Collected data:
○ ○ ○

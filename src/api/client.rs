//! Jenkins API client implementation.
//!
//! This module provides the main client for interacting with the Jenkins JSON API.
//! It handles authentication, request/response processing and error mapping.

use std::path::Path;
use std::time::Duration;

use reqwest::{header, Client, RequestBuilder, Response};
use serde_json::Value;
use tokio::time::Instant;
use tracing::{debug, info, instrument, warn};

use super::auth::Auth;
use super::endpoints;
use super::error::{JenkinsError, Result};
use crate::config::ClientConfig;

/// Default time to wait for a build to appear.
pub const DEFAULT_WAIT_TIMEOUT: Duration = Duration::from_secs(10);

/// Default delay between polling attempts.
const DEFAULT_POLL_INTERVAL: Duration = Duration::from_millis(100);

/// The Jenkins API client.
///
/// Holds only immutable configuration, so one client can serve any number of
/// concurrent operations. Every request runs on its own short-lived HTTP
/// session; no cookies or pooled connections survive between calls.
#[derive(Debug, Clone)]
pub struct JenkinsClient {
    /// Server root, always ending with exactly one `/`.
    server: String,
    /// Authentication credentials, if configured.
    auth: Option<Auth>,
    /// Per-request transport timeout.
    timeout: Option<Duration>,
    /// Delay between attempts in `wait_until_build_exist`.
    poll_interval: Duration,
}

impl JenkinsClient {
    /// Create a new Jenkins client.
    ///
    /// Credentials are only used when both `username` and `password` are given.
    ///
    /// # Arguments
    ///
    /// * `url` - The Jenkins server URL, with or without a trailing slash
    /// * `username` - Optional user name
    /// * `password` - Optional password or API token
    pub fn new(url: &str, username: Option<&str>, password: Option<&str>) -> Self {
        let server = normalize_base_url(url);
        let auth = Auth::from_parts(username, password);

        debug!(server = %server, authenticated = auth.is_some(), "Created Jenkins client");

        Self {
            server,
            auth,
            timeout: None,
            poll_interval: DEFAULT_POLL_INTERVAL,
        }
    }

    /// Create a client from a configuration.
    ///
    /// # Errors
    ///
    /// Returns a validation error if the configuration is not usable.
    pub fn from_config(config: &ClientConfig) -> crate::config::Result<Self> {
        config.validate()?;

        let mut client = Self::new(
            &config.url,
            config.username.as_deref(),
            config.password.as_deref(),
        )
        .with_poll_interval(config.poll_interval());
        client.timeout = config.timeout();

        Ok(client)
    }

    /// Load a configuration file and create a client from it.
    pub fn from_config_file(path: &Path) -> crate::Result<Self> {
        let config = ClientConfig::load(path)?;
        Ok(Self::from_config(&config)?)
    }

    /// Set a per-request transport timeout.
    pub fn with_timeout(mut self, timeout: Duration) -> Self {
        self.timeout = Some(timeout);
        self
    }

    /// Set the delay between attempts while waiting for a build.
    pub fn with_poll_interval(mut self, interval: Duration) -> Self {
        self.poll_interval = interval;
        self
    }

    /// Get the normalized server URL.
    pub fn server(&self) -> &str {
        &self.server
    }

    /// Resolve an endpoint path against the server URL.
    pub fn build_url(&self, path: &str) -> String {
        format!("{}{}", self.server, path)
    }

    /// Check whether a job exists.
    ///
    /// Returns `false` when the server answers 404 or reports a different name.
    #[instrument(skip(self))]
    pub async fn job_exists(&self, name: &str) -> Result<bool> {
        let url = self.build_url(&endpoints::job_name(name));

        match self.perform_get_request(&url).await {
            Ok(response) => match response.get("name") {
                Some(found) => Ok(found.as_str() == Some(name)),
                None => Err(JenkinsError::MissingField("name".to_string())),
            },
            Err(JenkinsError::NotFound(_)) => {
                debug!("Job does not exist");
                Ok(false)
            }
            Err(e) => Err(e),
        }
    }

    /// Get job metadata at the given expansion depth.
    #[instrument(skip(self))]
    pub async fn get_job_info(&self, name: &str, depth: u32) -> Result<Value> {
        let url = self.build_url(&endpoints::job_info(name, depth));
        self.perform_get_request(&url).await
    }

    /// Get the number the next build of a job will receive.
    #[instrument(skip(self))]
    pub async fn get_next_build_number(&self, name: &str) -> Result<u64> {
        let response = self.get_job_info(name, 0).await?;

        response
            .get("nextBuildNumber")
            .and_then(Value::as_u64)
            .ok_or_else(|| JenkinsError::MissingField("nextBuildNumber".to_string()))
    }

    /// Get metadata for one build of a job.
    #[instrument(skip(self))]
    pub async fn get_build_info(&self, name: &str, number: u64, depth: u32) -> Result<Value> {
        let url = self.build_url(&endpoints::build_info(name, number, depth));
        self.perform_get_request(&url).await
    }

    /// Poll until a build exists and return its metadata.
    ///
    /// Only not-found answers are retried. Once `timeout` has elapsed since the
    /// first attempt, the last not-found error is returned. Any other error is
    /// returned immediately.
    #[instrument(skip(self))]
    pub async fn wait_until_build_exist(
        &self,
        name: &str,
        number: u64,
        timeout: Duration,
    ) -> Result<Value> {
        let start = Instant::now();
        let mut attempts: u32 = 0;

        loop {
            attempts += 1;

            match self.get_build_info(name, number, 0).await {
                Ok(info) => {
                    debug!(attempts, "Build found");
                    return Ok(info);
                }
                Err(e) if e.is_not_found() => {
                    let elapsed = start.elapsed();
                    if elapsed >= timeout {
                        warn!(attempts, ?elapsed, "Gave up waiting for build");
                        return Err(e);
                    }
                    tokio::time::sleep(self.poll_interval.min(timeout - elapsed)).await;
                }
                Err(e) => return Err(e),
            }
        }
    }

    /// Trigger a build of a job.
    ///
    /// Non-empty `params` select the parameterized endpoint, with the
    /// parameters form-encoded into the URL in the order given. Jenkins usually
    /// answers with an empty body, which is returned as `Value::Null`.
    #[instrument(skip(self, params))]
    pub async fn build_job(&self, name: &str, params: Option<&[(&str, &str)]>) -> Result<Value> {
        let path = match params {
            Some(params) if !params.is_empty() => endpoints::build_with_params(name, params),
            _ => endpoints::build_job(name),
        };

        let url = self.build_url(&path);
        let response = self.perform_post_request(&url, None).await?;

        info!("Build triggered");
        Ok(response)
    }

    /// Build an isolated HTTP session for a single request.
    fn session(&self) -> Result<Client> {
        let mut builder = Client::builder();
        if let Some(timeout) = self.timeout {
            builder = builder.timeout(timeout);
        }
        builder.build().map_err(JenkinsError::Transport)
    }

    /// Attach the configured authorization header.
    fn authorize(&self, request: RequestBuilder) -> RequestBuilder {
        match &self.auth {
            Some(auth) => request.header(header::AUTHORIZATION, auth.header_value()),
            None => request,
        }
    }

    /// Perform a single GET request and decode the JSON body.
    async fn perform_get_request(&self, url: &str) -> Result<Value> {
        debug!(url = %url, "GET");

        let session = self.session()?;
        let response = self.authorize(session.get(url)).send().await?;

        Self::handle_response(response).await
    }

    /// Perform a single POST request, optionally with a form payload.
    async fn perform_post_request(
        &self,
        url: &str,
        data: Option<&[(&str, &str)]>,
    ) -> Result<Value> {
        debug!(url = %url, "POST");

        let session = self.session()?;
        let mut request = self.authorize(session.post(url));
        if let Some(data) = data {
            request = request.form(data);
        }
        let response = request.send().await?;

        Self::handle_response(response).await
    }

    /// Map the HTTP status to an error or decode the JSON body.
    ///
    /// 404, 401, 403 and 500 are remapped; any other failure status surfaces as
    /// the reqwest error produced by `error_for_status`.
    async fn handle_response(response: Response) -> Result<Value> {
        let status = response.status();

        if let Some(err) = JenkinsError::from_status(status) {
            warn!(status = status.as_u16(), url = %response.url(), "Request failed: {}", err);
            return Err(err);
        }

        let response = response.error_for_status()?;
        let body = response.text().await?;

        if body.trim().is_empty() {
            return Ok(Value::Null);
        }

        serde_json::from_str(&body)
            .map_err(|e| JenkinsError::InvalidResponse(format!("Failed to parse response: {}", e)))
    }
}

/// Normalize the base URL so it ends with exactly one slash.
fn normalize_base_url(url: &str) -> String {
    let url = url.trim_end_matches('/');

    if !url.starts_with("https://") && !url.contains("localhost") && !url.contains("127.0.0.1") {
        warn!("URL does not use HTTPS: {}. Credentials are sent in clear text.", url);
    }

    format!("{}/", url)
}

○ ○ ○

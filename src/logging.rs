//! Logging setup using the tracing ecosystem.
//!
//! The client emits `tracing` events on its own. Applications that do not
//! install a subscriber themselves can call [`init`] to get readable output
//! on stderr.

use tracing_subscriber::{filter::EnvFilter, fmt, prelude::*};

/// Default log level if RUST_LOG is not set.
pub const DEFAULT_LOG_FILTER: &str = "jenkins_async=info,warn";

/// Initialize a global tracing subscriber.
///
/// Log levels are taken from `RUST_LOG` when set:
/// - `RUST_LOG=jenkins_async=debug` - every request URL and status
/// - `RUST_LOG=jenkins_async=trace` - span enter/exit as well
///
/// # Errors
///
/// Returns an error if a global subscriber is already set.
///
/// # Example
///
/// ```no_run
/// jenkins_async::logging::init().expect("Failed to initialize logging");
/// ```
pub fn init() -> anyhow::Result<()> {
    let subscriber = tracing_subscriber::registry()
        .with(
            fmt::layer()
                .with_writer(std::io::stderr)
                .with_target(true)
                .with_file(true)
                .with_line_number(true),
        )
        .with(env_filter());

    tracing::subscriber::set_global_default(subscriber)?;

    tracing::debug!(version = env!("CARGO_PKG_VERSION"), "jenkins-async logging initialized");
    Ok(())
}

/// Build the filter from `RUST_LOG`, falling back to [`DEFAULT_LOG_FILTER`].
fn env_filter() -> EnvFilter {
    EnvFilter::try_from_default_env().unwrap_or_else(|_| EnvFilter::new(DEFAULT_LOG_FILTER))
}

○ ○ ○

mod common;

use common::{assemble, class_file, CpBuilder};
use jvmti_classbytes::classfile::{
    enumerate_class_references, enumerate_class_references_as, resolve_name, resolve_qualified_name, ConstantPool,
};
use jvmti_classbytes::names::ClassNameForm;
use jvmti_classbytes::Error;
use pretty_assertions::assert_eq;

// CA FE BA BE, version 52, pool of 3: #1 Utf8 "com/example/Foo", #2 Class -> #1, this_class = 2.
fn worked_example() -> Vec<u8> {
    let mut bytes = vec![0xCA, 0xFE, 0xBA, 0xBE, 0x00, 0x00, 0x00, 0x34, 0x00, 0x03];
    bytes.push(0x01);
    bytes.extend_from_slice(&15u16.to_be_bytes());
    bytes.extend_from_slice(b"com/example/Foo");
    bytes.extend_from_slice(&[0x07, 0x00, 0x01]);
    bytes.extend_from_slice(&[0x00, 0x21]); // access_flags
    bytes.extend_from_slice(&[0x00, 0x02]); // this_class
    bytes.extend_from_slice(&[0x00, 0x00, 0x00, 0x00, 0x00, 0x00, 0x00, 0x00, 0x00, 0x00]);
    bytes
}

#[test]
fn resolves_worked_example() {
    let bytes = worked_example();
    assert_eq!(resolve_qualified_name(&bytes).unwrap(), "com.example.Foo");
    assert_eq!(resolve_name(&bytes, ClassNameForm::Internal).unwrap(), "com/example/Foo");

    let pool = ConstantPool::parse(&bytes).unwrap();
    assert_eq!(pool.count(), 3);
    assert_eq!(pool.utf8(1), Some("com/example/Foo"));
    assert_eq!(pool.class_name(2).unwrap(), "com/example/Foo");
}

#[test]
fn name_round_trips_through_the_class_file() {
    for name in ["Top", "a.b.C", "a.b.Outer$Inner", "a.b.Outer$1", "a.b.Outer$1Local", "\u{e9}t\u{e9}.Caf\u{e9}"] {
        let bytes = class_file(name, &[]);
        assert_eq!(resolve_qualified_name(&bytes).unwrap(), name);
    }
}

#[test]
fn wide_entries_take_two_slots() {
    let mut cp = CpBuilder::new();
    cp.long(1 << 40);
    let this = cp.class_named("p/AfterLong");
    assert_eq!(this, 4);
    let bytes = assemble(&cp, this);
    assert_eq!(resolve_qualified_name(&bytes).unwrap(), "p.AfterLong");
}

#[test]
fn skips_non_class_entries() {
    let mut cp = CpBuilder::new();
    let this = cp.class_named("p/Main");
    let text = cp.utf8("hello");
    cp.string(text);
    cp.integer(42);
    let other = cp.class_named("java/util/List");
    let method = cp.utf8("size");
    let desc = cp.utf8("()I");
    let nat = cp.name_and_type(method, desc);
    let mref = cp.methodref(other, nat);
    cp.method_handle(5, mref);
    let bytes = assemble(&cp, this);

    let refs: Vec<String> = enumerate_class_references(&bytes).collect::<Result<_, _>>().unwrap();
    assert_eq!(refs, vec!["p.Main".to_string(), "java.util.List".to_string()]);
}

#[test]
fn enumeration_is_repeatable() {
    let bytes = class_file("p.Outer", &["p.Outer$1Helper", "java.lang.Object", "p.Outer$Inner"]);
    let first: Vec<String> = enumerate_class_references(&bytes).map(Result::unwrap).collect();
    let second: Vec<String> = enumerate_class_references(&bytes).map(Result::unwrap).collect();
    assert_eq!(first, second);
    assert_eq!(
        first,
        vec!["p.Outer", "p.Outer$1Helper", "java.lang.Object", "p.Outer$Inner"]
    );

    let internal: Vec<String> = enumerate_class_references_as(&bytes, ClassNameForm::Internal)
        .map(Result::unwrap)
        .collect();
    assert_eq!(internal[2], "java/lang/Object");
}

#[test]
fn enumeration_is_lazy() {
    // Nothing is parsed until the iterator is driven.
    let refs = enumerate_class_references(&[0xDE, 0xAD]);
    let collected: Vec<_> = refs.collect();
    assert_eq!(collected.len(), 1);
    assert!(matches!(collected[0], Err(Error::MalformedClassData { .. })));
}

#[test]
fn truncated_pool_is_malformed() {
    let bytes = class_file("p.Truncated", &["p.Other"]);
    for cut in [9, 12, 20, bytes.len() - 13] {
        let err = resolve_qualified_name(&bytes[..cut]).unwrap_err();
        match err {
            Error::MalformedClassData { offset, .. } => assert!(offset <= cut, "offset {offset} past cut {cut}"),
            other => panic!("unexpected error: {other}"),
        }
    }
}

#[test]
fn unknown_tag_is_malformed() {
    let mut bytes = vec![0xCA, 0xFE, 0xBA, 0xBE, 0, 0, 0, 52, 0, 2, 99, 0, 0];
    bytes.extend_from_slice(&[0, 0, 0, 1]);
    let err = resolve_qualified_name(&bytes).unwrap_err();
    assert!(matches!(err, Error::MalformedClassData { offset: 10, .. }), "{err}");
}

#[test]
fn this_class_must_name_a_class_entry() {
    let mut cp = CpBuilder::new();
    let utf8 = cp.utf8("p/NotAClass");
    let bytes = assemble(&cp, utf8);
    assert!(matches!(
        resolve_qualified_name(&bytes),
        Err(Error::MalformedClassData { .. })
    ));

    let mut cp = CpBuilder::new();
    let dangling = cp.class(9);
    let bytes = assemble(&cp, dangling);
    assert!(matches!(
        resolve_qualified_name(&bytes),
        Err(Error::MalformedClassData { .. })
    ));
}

○ ○ ○

Say how many lines in the entries contain the string "answers", and say nothing else.

3